Dès le 31 octobre, le quotidien El Moudjahid s’intéressait lui aussi à la déclaration, soulignant « la légitimité et la justesse de (la) lutte de libération nationale » et décrivait en des termes très élogieux « la glorieuse Révolution ». Dans un dossier « spécial 1er novembre », le quotidien Réflexion dresse un rapide portrait de Jamila Bouhired, « l’icône oubliée de la guerre » et d’autres « martyrs ». L’occasion pour le journal de parler d’Henri Alleg, auteur de La question, oeuvre majeure sur la torture pratiquée par les soldats français en Algérie4, et de Jacques Vergès, avocat puis époux de la résistante algérienne (tous les deux décédés cette année). Mais y compris dans la presse algérienne, l’intérêt pour l’événement pose question.
Devoir de mémoire
Dans le quotidien L’Expression, Zouhir Mebarki affirme que « la lassitude menace le 1er novembre 1954 » :
La méthode adoptée jusque-là pour narrer des bribes de notre histoire ne captive personne. Demain, nous aurons encore droit à des images de la guerre de Libération mille fois vues et revues. Seul effet sur notre jeunesse, la lassitude. Pourquoi ? Comment ? Bonnes questions ! (...) Rien de pédagogique n’a été entrepris chez nous (...). Il y a un vide mémoriel très dangereux que les intellectuels et même l’État ont le devoir et l’obligation de combler. L’histoire vue sous le seul angle militaro-politique devient, du coup, lassante pour le grand public.

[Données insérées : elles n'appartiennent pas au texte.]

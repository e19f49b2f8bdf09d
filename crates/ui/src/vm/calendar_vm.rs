use chrono::{Datelike, NaiveDate};
use guidance_core::calendar::{CalendarEvent, MonthGrid};
use guidance_core::model::TopicStatus;

pub const WEEKDAY_LABELS: [&str; 7] = ["Sun", "Mon", "Tue", "Wed", "Thu", "Fri", "Sat"];

/// One event chip inside a day cell. `topic_index` resolves back to the
/// topic in the start-date-sorted sequence.
#[derive(Clone, Debug, PartialEq, Eq)]
pub struct EventChipVm {
    pub topic_index: usize,
    /// "N. Title" with the 1-based position in the sequence.
    pub label: String,
    pub status_class: &'static str,
}

/// One rendered day of the month grid.
#[derive(Clone, Debug, PartialEq, Eq)]
pub struct DayCellVm {
    pub day_label: String,
    pub in_month: bool,
    pub is_today: bool,
    pub events: Vec<EventChipVm>,
}

/// A month of the detail-view calendar, ready for rsx.
#[derive(Clone, Debug, PartialEq, Eq)]
pub struct MonthVm {
    pub title: String,
    pub weeks: Vec<Vec<DayCellVm>>,
}

fn status_class(event: &CalendarEvent) -> &'static str {
    if event.overdue {
        return "event event--overdue";
    }
    match event.status {
        TopicStatus::Completed => "event event--completed",
        TopicStatus::Failed => "event event--failed",
        TopicStatus::Pending => "event event--pending",
    }
}

#[must_use]
pub fn map_month(anchor: NaiveDate, events: &[CalendarEvent], today: NaiveDate) -> MonthVm {
    let grid = MonthGrid::for_month(anchor, events);
    let title = anchor.format("%B %Y").to_string();
    let weeks = grid
        .weeks
        .iter()
        .map(|week| {
            week.iter()
                .map(|cell| DayCellVm {
                    day_label: cell.date.day().to_string(),
                    in_month: cell.in_month,
                    is_today: cell.date == today,
                    events: cell
                        .events
                        .iter()
                        .filter_map(|&i| events.get(i))
                        .map(|event| EventChipVm {
                            topic_index: event.index,
                            label: format!("{}. {}", event.index + 1, event.title),
                            status_class: status_class(event),
                        })
                        .collect(),
                })
                .collect()
        })
        .collect();
    MonthVm { title, weeks }
}

#[cfg(test)]
mod tests {
    use super::*;
    use guidance_core::calendar::project_events;
    use guidance_core::model::Topic;

    fn day(y: i32, m: u32, d: u32) -> NaiveDate {
        NaiveDate::from_ymd_opt(y, m, d).unwrap()
    }

    #[test]
    fn month_title_and_week_shape() {
        let today = day(2024, 6, 10);
        let vm = map_month(today, &[], today);
        assert_eq!(vm.title, "June 2024");
        assert!(vm.weeks.len() >= 5);
        for week in &vm.weeks {
            assert_eq!(week.len(), 7);
        }
    }

    #[test]
    fn event_chip_lands_on_its_days_and_keeps_the_topic_index() {
        let today = day(2024, 6, 10);
        let mut topic = Topic::draft("Ownership", 3);
        topic.start_date = Some(day(2024, 6, 10));
        topic.end_date = Some(day(2024, 6, 12));
        let events = project_events(&[topic], today);

        let vm = map_month(today, &events, today);
        let chips: Vec<&EventChipVm> = vm
            .weeks
            .iter()
            .flatten()
            .flat_map(|cell| &cell.events)
            .collect();
        // Covers the 10th through the 12th inclusive.
        assert_eq!(chips.len(), 3);
        assert!(chips.iter().all(|c| c.topic_index == 0));
        assert_eq!(chips[0].label, "1. Ownership");
        assert!(chips.iter().all(|c| c.status_class.contains("pending")));
    }

    #[test]
    fn todays_cell_is_marked() {
        let today = day(2024, 6, 10);
        let vm = map_month(today, &[], today);
        let marked: Vec<&DayCellVm> = vm
            .weeks
            .iter()
            .flatten()
            .filter(|cell| cell.is_today)
            .collect();
        assert_eq!(marked.len(), 1);
        assert_eq!(marked[0].day_label, "10");
    }
}
mod assessment_vm;
mod calendar_vm;
mod chat_vm;
mod markdown_vm;
mod path_vm;
mod time_fmt;

pub use assessment_vm::{
    QuestionVm, ResultRowVm, ResultTableVm, map_questions, map_result_table,
};
pub use calendar_vm::{DayCellVm, EventChipVm, MonthVm, WEEKDAY_LABELS, map_month};
pub use chat_vm::{MessageVm, SessionRowVm, map_session_rows, map_transcript};
pub use markdown_vm::markdown_to_html;
pub use path_vm::{
    DeadlineRowVm, PathCardVm, StatTilesVm, map_deadline_rows, map_path_cards, map_stat_tiles,
};
pub use time_fmt::{format_date, format_date_opt, format_datetime};
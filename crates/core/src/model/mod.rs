mod ai;
mod assessment;
mod chat;
mod path;

pub use ai::{
    Flashcard, FlashcardCollection, InterviewQuestion, MockInterview, Recommendation,
    TopicResource,
};
pub use assessment::{
    AnswerRecord, AssessmentQuestion, AssessmentResult, AssessmentSubmission, EvaluationRow,
};
pub use chat::{ChatMessage, ChatRole, ChatSession, ChatSessionSummary};
pub use path::{LearningPath, RegenerateReason, Topic, TopicStatus};
use crate::routes::Route;

use super::test_harness::{ViewKind, setup_view_harness, spawn_stub};

#[tokio::test(flavor = "current_thread")]
async fn protected_pages_bounce_to_login_without_a_token() {
    let base_url = spawn_stub(0, |_, _, _| (200, String::new()));
    let mut harness = setup_view_harness(ViewKind::FullApp, &base_url, None);

    harness.rebuild();
    harness.drive_async().await;

    let html = harness.render();
    assert!(html.contains("Sign in"), "missing Sign in in {html}");
    assert!(
        !html.contains("Your learning paths"),
        "dashboard rendered without a token in {html}"
    );
}

#[tokio::test(flavor = "current_thread")]
async fn dashboard_smoke_renders_tiles_and_cards() {
    let path_json = r#"[{
        "id": 7,
        "domain": "Rust",
        "createdAt": "2023-11-01T09:00:00Z",
        "path": [{"topic": "Basics", "duration": 3, "status": "completed"}]
    }]"#;
    let base_url = spawn_stub(1, move |method, url, _| {
        assert_eq!((method, url), ("GET", "/api/paths"));
        (200, path_json.to_string())
    });
    let mut harness = setup_view_harness(ViewKind::FullApp, &base_url, Some("tok-dash"));

    harness.rebuild();
    for _ in 0..4 {
        harness.drive_async().await;
    }

    let html = harness.render();
    assert!(html.contains("Your learning paths"), "missing path grid in {html}");
    assert!(html.contains("Rust"), "missing path card in {html}");
    assert!(html.contains("Nothing pending."), "missing deadline note in {html}");
    // The pre-fetch placeholder reads as loading, never as a bare state name.
    assert!(!html.contains("Idle"), "placeholder leaked into {html}");
}

#[tokio::test(flavor = "current_thread")]
async fn chat_sidebar_smoke_shows_the_empty_note() {
    let base_url = spawn_stub(1, |method, url, _| {
        assert_eq!((method, url), ("GET", "/api/ai/sessions"));
        (200, "[]".to_string())
    });
    let mut harness = setup_view_harness(ViewKind::ChatTutor, &base_url, Some("tok-chat"));

    harness.rebuild();
    for _ in 0..4 {
        harness.drive_async().await;
    }

    let html = harness.render();
    assert!(
        html.contains("No saved sessions yet."),
        "missing empty note in {html}"
    );
    assert!(
        html.contains("Ask the tutor anything about your path."),
        "missing transcript prompt in {html}"
    );
    assert!(!html.contains("Idle"), "placeholder leaked into {html}");
}

#[tokio::test(flavor = "current_thread")]
async fn navigation_rechecks_the_token_after_expiry() {
    let base_url = spawn_stub(1, |method, url, _| {
        assert_eq!((method, url), ("GET", "/api/paths"));
        (200, "[]".to_string())
    });
    let mut harness = setup_view_harness(ViewKind::FullApp, &base_url, Some("tok-exp"));

    harness.rebuild();
    for _ in 0..4 {
        harness.drive_async().await;
    }
    assert!(
        harness.render().contains("Your learning paths"),
        "dashboard should render while the token is live"
    );

    // The token disappears out from under the running session.
    harness.tokens.clear().expect("clear token");
    let navigate = harness
        .layout_handles
        .clone()
        .expect("layout handles")
        .navigate();
    harness.dom.in_runtime(|| navigate.call(Route::ChatTutor {}));
    harness.drive_async().await;
    harness.drive_async().await;

    let html = harness.render();
    assert!(html.contains("Sign in"), "missing Sign in in {html}");
    assert!(
        !html.contains("chat-sidebar"),
        "chat page rendered for a cleared token in {html}"
    );
}
use serde::{Deserialize, Serialize};

/// One question/answer flashcard.
#[derive(Debug, Clone, PartialEq, Eq, Serialize, Deserialize)]
pub struct Flashcard {
    #[serde(default)]
    pub q: String,
    #[serde(default)]
    pub a: String,
}

/// A saved flashcard deck. `content_json` is a string-encoded card array.
#[derive(Debug, Clone, PartialEq, Eq, Serialize, Deserialize)]
#[serde(rename_all = "camelCase")]
pub struct FlashcardCollection {
    pub id: i64,
    #[serde(default)]
    pub title: Option<String>,
    #[serde(default)]
    pub topic: Option<String>,
    #[serde(default)]
    pub created_at: Option<String>,
    #[serde(default)]
    pub content_json: Option<String>,
}

impl FlashcardCollection {
    #[must_use]
    pub fn display_title(&self) -> String {
        self.title
            .clone()
            .or_else(|| self.topic.clone())
            .unwrap_or_else(|| format!("Collection {}", self.id))
    }

    /// Decodes the saved card array, empty when absent or malformed.
    #[must_use]
    pub fn cards(&self) -> Vec<Flashcard> {
        self.content_json
            .as_deref()
            .and_then(|raw| serde_json::from_str(raw).ok())
            .unwrap_or_default()
    }
}

/// One generated interview question, optionally with follow-ups.
#[derive(Debug, Clone, PartialEq, Eq, Serialize, Deserialize)]
pub struct InterviewQuestion {
    #[serde(default, alias = "prompt")]
    pub question: String,
    #[serde(default)]
    pub difficulty: Option<String>,
    #[serde(default)]
    pub followups: Vec<String>,
}

/// A saved mock-interview run.
#[derive(Debug, Clone, PartialEq, Eq, Serialize, Deserialize)]
#[serde(rename_all = "camelCase")]
pub struct MockInterview {
    pub id: i64,
    #[serde(default, alias = "role")]
    pub role_name: Option<String>,
    #[serde(default)]
    pub created_at: Option<String>,
    #[serde(default)]
    pub content_json: Option<String>,
}

impl MockInterview {
    #[must_use]
    pub fn display_title(&self) -> String {
        self.role_name
            .clone()
            .unwrap_or_else(|| format!("Interview {}", self.id))
    }

    /// Decodes the saved question array, empty when absent or malformed.
    #[must_use]
    pub fn questions(&self) -> Vec<InterviewQuestion> {
        self.content_json
            .as_deref()
            .and_then(|raw| serde_json::from_str(raw).ok())
            .unwrap_or_default()
    }
}

/// A saved skill-gap recommendation from the resume analyzer.
#[derive(Debug, Clone, PartialEq, Eq, Serialize, Deserialize)]
#[serde(rename_all = "camelCase")]
pub struct Recommendation {
    pub id: i64,
    #[serde(default)]
    pub target_role: Option<String>,
    #[serde(default)]
    pub created_at: Option<String>,
    #[serde(default)]
    pub content_json: Option<String>,
}

impl Recommendation {
    #[must_use]
    pub fn display_title(&self) -> String {
        self.target_role
            .clone()
            .unwrap_or_else(|| "Recommendation".to_string())
    }
}

/// A suggested learning resource for a topic.
#[derive(Debug, Clone, PartialEq, Eq, Serialize, Deserialize)]
#[serde(rename_all = "camelCase")]
pub struct TopicResource {
    #[serde(default)]
    pub title: String,
    #[serde(default, rename = "type")]
    pub kind: Option<String>,
    #[serde(default)]
    pub description: Option<String>,
    #[serde(default)]
    pub url: Option<String>,
}

#[cfg(test)]
mod tests {
    use super::*;

    #[test]
    fn collection_cards_decode_from_content_json() {
        let collection = FlashcardCollection {
            id: 1,
            title: Some("React hooks".into()),
            topic: None,
            created_at: None,
            content_json: Some(r#"[{"q":"What is useState?","a":"A state hook."}]"#.into()),
        };
        let cards = collection.cards();
        assert_eq!(cards.len(), 1);
        assert_eq!(cards[0].q, "What is useState?");
    }

    #[test]
    fn malformed_content_json_yields_no_cards() {
        let collection = FlashcardCollection {
            id: 2,
            title: None,
            topic: Some("SQL".into()),
            created_at: None,
            content_json: Some("{broken".into()),
        };
        assert!(collection.cards().is_empty());
        assert_eq!(collection.display_title(), "SQL");
    }

    #[test]
    fn interview_question_accepts_prompt_alias() {
        let q: InterviewQuestion =
            serde_json::from_str(r#"{"prompt":"Tell me about yourself"}"#).unwrap();
        assert_eq!(q.question, "Tell me about yourself");
        assert!(q.followups.is_empty());
    }

    #[test]
    fn resource_type_key_maps_to_kind() {
        let r: TopicResource =
            serde_json::from_str(r#"{"title":"The Book","type":"book","url":"https://x"}"#)
                .unwrap();
        assert_eq!(r.kind.as_deref(), Some("book"));
    }
}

Toujours dans L’Expression, Aissa Hirèche s’inquiète de ce que l’esprit du 1er novembre soit désormais oublié :
Aujourd’hui, soixante ans après Novembre, nous ne savons pas encore parler de Novembre. Lorsque nous entendons Novembre, nous continuons toujours à prendre le crayon pour encercler la date fériée car de Novembre nous avons, malheureusement, retenu la date et pas l’esprit. Nous ne savons pas (qu’en) novembre a été dessiné l’avenir radieux pour la jeunesse d’un pays que Dieu a doté de tous les bienfaits. Pour fêter Novembre, on n’a pas besoin de tables rondes sans intérêt, de débats stériles, et encore moins de ces appropriations illégitimes d’un pan de notre histoire. Novembre est liberté. Ne nous enchaînons pas à cette immobilité qui tue depuis l’aube des temps.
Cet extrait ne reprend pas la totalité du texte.